> ASSIGNMENT
Find the line that contains "self.versions.get(service_name).map(|v| v.clone())", then repeat it and each line after it to the end of the records, exactly.
(SUPPLIED RECORDS begins)
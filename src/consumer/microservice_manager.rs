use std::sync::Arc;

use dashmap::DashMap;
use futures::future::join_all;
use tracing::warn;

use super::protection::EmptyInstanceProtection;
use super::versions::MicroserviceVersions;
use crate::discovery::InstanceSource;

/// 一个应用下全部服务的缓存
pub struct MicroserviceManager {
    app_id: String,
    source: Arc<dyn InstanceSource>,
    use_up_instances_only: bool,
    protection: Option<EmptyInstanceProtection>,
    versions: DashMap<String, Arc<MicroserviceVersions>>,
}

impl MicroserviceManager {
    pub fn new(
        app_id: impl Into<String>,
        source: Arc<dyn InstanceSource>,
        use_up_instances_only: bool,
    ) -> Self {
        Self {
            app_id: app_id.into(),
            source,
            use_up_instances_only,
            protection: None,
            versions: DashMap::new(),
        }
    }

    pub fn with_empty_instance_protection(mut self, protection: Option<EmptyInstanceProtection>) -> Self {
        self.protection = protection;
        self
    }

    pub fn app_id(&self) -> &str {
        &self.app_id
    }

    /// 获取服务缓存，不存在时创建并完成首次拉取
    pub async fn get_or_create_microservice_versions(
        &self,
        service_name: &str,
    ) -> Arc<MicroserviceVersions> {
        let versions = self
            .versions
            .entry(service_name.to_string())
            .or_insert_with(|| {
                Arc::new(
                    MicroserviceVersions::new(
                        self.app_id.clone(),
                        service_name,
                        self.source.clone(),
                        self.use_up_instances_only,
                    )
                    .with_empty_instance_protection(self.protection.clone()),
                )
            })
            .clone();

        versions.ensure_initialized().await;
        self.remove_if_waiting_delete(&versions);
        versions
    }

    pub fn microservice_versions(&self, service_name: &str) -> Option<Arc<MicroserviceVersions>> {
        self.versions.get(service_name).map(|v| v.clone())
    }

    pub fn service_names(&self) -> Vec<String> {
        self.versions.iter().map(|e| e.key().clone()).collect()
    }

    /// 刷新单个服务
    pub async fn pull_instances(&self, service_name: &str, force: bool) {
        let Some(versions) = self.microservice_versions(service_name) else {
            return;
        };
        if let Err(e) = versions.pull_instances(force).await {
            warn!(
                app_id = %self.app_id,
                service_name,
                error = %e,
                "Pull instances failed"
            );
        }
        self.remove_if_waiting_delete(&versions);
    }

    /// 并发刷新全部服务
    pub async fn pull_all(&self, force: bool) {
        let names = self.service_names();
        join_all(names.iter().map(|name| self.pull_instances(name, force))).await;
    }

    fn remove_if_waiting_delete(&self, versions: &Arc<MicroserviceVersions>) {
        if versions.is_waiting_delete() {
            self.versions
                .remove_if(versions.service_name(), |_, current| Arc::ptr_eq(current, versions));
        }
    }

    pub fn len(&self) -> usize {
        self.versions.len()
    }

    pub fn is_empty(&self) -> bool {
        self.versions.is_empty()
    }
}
(SUPPLIED RECORDS ends)
> SOLUTION
        self.versions.get(service_name).map(|v| v.clone())
    }

    pub fn service_names(&self) -> Vec<String> {
        self.versions.iter().map(|e| e.key().clone()).collect()
    }

    /// 刷新单个服务
    pub async fn pull_instances(&self, service_name: &str, force: bool) {
        let Some(versions) = self.microservice_versions(service_name) else {
            return;
        };
        if let Err(e) = versions.pull_instances(force).await {
            warn!(
                app_id = %self.app_id,
                service_name,
                error = %e,
                "Pull instances failed"
            );
        }
        self.remove_if_waiting_delete(&versions);
    }

    /// 并发刷新全部服务
    pub async fn pull_all(&self, force: bool) {
        let names = self.service_names();
        join_all(names.iter().map(|name| self.pull_instances(name, force))).await;
    }

    fn remove_if_waiting_delete(&self, versions: &Arc<MicroserviceVersions>) {
        if versions.is_waiting_delete() {
            self.versions
                .remove_if(versions.service_name(), |_, current| Arc::ptr_eq(current, versions));
        }
    }

    pub fn len(&self) -> usize {
        self.versions.len()
    }

    pub fn is_empty(&self) -> bool {
        self.versions.is_empty()
    }
}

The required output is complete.